### DATA PROVIDED:
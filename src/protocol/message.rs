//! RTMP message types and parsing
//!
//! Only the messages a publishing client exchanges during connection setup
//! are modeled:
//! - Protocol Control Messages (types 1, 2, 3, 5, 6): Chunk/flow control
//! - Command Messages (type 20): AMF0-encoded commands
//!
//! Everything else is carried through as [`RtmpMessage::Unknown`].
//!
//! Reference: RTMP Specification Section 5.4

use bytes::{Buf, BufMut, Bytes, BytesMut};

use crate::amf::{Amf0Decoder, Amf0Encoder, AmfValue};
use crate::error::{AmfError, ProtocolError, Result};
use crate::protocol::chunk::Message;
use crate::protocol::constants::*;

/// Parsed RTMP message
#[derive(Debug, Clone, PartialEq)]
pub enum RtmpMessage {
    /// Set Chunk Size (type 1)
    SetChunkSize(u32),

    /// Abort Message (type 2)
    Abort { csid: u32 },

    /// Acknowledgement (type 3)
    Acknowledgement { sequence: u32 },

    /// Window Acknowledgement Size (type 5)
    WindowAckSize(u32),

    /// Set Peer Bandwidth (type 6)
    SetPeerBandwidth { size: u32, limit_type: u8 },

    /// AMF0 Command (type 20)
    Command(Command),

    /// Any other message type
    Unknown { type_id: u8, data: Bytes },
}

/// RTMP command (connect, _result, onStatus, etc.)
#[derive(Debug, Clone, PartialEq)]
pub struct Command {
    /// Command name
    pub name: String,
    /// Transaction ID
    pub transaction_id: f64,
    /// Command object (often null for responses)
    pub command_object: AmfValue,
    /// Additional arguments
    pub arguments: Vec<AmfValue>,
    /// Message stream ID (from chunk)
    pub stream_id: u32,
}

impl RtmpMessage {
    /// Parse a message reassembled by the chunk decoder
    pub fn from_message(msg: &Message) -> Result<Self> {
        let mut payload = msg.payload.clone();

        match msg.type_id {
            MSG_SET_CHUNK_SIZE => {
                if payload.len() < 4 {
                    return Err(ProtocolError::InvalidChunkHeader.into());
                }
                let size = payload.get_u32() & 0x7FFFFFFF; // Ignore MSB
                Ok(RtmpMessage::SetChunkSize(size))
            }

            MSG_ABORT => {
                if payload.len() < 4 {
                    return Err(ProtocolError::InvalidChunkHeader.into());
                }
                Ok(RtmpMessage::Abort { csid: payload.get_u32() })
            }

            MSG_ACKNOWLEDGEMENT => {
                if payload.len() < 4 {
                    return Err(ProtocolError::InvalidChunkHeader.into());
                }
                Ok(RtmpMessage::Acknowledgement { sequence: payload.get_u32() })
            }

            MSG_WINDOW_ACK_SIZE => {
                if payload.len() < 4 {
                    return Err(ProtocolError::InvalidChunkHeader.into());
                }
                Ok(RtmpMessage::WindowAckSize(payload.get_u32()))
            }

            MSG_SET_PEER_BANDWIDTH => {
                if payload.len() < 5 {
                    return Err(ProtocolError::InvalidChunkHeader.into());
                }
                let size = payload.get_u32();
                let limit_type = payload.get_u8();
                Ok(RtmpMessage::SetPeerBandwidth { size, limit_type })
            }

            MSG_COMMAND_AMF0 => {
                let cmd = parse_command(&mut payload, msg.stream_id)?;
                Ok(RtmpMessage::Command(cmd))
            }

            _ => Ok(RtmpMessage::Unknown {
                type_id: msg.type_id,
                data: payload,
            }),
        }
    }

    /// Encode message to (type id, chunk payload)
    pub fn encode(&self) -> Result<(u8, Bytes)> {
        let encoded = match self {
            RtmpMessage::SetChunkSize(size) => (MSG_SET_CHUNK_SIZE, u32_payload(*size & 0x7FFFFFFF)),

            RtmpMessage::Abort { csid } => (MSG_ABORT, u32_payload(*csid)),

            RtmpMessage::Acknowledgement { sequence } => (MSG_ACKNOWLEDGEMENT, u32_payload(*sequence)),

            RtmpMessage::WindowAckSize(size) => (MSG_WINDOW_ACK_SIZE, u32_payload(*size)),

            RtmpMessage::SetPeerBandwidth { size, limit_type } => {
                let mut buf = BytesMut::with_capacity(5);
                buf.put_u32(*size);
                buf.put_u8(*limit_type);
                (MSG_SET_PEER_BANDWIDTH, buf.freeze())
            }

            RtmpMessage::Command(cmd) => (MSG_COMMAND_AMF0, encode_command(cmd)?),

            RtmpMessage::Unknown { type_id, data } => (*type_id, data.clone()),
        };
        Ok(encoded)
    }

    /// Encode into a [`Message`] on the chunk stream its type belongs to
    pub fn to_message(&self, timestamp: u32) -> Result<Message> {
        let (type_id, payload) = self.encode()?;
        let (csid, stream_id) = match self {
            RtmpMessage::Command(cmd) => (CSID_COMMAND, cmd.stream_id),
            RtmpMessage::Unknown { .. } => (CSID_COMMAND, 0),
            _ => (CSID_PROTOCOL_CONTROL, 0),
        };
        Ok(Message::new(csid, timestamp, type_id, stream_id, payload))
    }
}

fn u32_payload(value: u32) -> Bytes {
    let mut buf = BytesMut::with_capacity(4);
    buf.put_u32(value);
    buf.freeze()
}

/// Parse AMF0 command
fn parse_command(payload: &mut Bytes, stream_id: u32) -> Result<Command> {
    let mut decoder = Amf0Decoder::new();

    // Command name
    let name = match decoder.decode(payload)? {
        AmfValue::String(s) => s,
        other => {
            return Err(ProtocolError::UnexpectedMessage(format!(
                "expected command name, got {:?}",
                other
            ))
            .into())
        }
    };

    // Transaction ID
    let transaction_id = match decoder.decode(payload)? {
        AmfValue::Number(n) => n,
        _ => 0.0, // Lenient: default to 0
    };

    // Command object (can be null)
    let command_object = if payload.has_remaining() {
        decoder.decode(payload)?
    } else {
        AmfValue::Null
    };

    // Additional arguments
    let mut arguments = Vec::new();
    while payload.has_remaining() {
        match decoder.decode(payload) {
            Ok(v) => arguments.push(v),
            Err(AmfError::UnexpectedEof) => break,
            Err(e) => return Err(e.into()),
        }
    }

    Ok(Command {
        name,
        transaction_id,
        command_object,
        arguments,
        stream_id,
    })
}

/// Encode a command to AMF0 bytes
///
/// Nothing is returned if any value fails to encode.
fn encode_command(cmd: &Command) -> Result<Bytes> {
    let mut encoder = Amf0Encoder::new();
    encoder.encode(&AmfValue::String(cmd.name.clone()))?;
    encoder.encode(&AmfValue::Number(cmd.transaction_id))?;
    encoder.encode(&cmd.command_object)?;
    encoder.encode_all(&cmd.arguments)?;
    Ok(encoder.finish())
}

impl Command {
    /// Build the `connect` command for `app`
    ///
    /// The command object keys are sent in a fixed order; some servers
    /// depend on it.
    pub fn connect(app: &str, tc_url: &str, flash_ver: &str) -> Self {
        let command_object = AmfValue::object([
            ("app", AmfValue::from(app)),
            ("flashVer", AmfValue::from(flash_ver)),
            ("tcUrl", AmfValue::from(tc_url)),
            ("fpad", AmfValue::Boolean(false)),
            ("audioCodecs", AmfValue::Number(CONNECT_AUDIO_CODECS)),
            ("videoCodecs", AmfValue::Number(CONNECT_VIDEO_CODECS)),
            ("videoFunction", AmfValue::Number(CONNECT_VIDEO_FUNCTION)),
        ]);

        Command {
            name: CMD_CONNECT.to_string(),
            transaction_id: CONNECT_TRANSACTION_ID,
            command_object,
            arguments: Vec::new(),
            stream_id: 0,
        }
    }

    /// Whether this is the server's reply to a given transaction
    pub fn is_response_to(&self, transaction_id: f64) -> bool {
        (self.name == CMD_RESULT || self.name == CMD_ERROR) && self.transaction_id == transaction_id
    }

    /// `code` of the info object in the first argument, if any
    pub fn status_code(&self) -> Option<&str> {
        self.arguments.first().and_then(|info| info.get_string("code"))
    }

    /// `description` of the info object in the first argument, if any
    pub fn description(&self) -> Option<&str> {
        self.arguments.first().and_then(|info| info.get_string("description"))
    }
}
* * *
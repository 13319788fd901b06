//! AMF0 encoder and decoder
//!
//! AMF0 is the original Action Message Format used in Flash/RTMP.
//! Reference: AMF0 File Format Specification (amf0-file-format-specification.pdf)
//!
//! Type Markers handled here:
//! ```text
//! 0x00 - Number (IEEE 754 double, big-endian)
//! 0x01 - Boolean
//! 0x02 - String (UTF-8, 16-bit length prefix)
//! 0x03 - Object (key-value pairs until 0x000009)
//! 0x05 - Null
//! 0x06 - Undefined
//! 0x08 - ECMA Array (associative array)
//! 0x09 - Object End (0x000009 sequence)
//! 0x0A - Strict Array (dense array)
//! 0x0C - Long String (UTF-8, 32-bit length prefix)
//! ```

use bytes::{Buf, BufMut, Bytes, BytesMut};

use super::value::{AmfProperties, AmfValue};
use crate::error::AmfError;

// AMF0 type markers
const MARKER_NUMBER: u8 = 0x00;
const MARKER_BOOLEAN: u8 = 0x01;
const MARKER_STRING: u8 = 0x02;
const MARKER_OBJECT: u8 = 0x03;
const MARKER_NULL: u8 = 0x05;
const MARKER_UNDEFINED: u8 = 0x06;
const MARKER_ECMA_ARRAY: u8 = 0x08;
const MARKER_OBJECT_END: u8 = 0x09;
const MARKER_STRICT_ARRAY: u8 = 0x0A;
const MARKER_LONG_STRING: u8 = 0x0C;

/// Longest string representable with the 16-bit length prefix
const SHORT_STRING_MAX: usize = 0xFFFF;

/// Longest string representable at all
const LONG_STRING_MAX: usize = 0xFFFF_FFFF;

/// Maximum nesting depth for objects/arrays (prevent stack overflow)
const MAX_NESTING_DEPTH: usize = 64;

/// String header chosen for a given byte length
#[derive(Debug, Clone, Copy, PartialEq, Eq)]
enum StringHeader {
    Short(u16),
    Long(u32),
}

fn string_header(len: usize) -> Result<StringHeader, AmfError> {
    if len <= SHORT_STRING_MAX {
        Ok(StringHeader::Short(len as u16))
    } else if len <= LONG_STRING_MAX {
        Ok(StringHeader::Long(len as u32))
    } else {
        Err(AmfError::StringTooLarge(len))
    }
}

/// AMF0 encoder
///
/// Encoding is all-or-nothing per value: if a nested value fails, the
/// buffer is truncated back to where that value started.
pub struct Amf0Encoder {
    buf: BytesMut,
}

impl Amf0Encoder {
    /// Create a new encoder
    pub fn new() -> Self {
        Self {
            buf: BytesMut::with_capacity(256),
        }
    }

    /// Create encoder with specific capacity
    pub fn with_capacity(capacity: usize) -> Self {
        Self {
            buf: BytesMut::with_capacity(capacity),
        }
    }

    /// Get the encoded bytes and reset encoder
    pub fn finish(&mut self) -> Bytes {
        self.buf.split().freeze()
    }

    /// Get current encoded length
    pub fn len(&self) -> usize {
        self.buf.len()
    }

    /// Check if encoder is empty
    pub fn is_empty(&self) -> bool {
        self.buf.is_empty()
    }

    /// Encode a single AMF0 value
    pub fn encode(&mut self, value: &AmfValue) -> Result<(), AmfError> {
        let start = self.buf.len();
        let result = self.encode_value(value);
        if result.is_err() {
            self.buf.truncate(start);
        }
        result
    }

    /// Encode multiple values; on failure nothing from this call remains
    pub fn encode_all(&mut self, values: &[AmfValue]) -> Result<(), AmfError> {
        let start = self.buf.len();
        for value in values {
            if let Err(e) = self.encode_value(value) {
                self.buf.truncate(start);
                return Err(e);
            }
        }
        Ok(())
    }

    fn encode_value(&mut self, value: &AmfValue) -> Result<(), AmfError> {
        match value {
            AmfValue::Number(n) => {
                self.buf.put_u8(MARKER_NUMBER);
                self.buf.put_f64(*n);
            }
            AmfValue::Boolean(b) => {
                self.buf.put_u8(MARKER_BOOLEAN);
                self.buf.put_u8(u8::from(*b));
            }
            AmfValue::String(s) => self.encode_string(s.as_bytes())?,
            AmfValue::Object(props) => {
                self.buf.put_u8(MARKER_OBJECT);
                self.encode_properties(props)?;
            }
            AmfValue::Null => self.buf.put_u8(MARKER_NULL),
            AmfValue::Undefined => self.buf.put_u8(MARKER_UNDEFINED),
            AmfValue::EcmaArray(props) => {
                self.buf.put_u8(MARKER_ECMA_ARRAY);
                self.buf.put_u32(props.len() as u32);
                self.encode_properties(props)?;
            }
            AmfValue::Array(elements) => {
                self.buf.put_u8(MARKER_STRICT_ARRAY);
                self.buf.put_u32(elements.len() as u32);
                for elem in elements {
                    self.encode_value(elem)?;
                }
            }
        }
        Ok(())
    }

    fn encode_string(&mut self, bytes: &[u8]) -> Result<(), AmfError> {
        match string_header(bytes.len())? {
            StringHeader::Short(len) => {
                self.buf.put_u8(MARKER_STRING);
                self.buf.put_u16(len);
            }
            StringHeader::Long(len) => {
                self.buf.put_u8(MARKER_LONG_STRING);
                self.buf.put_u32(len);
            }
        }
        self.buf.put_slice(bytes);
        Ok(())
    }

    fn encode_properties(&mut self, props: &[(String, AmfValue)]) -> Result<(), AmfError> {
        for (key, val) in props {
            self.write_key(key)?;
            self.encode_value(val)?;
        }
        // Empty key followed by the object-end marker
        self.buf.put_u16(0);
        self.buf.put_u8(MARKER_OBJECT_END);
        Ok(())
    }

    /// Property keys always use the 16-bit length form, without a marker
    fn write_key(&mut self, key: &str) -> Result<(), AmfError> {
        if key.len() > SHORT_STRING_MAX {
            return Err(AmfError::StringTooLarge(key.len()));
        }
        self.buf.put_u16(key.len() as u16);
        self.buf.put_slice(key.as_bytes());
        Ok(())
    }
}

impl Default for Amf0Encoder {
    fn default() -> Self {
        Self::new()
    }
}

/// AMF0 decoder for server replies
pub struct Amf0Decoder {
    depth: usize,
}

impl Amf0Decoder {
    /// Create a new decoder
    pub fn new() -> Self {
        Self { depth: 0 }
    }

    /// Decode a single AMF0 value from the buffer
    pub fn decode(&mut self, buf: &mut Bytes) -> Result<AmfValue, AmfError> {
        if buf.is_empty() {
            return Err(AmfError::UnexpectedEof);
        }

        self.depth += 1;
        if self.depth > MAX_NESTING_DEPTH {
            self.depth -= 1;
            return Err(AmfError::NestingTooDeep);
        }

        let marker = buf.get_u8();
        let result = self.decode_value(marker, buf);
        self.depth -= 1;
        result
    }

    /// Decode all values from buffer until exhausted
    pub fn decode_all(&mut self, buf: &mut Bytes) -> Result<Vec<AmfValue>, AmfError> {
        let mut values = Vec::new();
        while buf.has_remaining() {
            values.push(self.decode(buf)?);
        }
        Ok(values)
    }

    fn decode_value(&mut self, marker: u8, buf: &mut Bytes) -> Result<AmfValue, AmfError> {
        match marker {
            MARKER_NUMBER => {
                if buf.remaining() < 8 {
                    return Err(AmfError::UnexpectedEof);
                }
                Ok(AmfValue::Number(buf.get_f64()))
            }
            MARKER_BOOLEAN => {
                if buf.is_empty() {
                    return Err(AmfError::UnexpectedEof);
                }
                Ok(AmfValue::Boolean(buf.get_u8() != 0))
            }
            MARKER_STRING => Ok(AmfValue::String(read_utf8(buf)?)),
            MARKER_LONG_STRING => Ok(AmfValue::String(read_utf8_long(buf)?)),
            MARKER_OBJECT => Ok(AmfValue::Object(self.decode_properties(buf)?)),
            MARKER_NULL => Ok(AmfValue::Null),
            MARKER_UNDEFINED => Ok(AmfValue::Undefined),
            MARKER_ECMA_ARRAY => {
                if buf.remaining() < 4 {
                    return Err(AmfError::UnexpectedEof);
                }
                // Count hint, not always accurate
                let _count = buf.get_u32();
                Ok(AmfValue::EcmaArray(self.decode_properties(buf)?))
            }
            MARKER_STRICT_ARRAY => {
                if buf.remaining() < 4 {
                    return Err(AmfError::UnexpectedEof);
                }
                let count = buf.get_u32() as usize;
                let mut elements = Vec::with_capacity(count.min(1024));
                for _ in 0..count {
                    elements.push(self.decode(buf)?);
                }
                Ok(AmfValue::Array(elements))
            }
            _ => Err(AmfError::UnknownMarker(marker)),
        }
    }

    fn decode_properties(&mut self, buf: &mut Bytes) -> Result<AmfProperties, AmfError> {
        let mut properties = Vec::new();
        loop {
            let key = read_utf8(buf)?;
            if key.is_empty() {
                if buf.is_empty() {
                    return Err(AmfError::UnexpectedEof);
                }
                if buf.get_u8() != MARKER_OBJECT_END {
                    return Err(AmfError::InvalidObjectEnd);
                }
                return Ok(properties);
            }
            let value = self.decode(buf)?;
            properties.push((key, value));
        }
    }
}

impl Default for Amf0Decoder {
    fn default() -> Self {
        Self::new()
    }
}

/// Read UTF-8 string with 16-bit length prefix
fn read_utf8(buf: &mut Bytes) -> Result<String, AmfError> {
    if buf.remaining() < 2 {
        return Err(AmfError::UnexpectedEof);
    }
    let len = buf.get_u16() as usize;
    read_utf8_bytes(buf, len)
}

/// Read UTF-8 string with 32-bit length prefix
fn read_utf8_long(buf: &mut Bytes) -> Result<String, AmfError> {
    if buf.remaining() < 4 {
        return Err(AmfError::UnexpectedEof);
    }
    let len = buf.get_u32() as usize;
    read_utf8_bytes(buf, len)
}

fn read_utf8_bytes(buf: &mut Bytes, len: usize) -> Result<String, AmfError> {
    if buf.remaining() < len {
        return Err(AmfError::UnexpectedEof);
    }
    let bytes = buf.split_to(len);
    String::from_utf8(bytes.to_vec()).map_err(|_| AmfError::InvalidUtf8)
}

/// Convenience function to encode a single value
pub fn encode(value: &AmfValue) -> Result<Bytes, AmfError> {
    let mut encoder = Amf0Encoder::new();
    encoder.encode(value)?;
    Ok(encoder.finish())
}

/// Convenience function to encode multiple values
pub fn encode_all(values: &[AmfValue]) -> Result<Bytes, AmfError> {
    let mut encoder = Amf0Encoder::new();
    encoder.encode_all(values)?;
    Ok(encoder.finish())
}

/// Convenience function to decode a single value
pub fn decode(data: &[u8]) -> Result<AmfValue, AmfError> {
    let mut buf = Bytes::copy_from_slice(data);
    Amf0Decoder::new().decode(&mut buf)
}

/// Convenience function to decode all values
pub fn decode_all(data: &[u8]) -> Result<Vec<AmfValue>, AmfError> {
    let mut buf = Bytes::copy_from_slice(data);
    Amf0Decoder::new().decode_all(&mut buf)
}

### EXERCISE PROMPT:
Copy out each line of the listing that holds the string "Option".

### SOLUTION TO THIS EXERCISE:
    pub fn status_code(&self) -> Option<&str> {
    pub fn description(&self) -> Option<&str> {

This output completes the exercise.